(Stored items)
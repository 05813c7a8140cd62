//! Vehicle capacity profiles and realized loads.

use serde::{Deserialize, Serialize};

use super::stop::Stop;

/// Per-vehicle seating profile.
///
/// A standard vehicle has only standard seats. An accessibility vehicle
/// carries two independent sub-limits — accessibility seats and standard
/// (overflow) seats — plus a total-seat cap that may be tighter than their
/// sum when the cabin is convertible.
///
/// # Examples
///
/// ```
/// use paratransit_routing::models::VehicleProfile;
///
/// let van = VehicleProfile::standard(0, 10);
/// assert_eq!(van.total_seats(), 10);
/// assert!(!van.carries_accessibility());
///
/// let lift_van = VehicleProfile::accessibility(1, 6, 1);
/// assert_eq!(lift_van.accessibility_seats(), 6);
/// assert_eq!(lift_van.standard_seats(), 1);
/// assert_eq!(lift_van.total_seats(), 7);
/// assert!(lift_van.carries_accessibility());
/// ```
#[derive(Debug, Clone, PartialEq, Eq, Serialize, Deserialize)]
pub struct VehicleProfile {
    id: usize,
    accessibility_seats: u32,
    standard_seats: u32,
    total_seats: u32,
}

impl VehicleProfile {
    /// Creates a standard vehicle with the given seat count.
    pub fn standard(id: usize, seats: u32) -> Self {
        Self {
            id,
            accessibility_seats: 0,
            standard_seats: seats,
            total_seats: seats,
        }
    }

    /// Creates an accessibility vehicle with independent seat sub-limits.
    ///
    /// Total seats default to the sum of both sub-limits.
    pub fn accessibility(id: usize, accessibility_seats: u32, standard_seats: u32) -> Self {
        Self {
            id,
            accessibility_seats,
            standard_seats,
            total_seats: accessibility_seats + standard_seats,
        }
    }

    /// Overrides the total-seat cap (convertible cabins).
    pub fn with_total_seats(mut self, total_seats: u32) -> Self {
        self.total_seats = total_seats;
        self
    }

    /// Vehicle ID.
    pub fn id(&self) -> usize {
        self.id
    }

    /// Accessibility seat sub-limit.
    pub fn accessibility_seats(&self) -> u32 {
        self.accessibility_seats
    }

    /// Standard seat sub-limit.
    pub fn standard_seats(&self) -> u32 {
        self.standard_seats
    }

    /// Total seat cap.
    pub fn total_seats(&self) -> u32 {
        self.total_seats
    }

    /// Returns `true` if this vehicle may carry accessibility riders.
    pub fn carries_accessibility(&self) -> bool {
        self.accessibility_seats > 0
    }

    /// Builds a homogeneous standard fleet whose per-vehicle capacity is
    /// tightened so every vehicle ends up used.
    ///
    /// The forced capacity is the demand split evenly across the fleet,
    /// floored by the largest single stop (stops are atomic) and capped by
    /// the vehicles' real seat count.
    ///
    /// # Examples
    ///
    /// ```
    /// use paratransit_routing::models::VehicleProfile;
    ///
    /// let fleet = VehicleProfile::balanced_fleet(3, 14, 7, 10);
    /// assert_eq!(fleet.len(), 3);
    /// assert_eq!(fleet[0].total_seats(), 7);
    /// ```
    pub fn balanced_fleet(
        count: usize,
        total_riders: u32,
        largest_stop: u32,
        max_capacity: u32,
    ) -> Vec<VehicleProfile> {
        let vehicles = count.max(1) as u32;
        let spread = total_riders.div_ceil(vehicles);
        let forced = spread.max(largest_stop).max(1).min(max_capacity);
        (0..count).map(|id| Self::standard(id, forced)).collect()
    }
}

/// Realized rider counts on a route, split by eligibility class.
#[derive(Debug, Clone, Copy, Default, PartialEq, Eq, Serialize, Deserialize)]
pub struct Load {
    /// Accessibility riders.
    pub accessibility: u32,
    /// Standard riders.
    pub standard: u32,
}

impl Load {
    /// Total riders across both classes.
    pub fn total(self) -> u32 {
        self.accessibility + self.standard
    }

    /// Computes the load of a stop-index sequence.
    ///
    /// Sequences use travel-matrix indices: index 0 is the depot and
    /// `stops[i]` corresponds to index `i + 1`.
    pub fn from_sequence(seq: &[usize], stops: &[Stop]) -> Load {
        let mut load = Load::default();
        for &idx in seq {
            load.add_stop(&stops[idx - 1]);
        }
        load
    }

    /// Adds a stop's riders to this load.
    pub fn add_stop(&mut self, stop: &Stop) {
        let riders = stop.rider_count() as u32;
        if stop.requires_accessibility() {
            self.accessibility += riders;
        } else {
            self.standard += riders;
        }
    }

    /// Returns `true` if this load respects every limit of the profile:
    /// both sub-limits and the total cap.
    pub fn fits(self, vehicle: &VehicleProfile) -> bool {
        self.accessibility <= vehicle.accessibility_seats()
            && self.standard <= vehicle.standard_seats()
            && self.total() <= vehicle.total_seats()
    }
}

...

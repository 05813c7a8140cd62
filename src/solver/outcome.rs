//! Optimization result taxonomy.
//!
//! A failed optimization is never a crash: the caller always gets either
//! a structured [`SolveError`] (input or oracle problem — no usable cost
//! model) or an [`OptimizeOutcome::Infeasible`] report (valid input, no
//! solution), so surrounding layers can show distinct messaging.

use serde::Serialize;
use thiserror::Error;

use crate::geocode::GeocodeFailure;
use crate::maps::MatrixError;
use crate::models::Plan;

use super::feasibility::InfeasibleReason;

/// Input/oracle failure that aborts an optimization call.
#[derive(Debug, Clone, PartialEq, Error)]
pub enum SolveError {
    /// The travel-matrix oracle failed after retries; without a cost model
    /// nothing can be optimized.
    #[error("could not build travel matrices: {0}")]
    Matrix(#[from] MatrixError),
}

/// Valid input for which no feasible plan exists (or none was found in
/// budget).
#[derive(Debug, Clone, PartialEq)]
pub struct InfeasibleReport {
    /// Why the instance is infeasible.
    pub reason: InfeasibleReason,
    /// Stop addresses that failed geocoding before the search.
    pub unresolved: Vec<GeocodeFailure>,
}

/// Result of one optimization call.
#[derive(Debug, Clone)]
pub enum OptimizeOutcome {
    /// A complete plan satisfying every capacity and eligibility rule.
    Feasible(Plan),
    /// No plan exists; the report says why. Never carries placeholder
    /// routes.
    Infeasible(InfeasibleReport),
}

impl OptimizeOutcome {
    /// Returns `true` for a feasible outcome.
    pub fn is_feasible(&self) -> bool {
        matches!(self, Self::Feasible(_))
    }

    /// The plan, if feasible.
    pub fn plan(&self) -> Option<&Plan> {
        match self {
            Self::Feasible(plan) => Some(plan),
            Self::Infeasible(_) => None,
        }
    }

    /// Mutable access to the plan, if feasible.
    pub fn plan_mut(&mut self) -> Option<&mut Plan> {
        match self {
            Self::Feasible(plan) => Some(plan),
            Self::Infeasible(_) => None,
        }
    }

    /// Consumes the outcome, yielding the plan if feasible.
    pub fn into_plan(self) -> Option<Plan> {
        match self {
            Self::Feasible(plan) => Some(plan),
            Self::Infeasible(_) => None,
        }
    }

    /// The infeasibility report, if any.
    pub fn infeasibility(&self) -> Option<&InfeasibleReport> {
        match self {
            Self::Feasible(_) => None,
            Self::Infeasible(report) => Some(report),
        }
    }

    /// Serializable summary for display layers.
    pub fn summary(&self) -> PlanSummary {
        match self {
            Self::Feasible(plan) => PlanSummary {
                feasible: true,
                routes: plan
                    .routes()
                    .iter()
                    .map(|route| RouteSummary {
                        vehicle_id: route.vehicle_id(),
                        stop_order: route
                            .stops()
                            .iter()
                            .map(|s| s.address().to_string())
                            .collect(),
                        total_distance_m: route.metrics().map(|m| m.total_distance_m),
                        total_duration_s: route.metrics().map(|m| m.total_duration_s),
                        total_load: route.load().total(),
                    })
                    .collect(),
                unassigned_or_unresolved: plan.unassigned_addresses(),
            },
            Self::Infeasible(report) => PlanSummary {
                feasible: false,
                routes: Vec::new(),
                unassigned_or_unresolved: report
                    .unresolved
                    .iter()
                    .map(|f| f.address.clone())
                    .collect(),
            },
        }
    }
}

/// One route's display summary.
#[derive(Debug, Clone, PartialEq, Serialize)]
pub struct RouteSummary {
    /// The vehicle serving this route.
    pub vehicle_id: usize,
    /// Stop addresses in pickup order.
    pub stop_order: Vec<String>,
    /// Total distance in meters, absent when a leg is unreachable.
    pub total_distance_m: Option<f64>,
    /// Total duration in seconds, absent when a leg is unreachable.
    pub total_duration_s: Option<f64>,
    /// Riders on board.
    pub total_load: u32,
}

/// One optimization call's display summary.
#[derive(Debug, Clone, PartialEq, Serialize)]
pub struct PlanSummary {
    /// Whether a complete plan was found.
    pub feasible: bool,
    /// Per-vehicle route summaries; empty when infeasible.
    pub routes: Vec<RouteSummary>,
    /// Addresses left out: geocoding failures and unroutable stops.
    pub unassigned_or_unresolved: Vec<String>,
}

...

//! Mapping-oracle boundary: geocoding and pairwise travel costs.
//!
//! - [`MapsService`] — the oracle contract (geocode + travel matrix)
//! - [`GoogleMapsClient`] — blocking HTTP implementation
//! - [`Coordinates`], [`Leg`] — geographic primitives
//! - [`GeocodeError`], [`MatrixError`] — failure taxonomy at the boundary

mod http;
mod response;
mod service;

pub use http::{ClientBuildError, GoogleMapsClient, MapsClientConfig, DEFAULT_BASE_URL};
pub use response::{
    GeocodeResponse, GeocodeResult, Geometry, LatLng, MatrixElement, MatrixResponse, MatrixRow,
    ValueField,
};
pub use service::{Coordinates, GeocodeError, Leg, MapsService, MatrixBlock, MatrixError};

▶ [Exercise objective]: Each line above that contains the word "oracle" should be returned.

▶ [Answer to the problem]:
//! a structured [`SolveError`] (input or oracle problem — no usable cost
/// Input/oracle failure that aborts an optimization call.
    /// The travel-matrix oracle failed after retries; without a cost model
//! Mapping-oracle boundary: geocoding and pairwise travel costs.
//! - [`MapsService`] — the oracle contract (geocode + travel matrix)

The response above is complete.